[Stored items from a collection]
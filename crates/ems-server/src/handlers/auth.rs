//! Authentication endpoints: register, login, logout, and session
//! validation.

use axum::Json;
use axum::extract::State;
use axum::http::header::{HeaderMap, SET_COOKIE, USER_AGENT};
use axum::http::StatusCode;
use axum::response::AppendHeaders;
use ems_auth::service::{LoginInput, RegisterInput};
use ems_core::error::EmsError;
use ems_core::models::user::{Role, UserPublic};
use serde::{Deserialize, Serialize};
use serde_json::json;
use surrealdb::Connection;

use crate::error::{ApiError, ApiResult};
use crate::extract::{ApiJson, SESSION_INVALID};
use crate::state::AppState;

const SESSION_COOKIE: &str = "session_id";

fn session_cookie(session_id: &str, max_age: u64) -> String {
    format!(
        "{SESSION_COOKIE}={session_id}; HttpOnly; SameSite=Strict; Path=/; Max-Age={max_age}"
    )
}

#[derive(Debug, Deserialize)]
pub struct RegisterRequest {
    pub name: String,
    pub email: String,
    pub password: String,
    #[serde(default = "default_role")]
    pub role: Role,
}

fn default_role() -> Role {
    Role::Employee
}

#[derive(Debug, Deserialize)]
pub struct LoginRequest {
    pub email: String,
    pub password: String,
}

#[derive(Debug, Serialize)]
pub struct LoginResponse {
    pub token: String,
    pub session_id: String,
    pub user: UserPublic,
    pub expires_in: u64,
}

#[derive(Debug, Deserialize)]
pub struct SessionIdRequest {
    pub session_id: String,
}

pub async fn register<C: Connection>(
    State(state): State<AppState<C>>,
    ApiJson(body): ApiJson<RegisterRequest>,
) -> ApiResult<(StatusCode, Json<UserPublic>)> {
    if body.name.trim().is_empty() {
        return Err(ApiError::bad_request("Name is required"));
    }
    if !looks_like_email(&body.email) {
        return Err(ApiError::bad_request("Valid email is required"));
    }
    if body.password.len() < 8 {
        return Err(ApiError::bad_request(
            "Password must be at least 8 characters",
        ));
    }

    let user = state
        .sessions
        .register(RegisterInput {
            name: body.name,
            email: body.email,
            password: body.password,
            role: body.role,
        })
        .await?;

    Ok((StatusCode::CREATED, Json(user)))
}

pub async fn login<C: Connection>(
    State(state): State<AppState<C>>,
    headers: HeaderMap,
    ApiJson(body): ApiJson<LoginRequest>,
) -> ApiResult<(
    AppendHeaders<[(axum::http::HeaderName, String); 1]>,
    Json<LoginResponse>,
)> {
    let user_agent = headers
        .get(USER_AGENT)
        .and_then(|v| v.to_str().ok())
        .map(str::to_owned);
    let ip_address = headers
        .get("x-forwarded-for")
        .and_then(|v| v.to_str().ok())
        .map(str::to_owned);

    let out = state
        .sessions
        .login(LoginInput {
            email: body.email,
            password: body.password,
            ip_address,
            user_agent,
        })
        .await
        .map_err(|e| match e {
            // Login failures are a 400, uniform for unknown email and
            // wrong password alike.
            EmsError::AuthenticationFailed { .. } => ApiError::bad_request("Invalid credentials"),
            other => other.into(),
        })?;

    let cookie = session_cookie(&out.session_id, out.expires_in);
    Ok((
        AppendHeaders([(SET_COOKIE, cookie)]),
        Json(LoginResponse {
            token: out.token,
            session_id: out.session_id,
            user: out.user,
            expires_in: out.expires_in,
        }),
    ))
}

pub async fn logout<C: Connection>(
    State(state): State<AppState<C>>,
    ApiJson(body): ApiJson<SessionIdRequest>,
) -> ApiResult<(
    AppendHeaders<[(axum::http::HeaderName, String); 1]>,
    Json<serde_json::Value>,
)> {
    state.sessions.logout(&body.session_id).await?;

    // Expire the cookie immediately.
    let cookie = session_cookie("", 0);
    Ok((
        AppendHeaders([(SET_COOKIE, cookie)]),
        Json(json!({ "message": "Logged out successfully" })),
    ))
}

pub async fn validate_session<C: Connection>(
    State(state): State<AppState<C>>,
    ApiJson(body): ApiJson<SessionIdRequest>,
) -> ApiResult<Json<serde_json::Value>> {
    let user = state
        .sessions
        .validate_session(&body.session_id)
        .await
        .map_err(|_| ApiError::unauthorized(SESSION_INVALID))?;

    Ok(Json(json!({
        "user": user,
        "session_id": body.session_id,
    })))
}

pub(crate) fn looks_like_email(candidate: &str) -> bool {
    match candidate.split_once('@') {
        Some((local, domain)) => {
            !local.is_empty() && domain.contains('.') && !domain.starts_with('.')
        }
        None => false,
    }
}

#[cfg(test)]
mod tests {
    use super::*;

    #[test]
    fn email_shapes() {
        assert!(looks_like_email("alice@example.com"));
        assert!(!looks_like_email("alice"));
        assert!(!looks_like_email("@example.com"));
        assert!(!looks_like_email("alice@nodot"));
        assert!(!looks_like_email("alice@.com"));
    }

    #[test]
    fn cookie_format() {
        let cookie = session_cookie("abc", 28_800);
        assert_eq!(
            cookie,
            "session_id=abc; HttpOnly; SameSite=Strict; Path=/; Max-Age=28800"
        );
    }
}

# Assignment
The expected answer is each line of the records above that includes the string "domain".

# Reply
        Some((local, domain)) => {
            !local.is_empty() && domain.contains('.') && !domain.starts_with('.')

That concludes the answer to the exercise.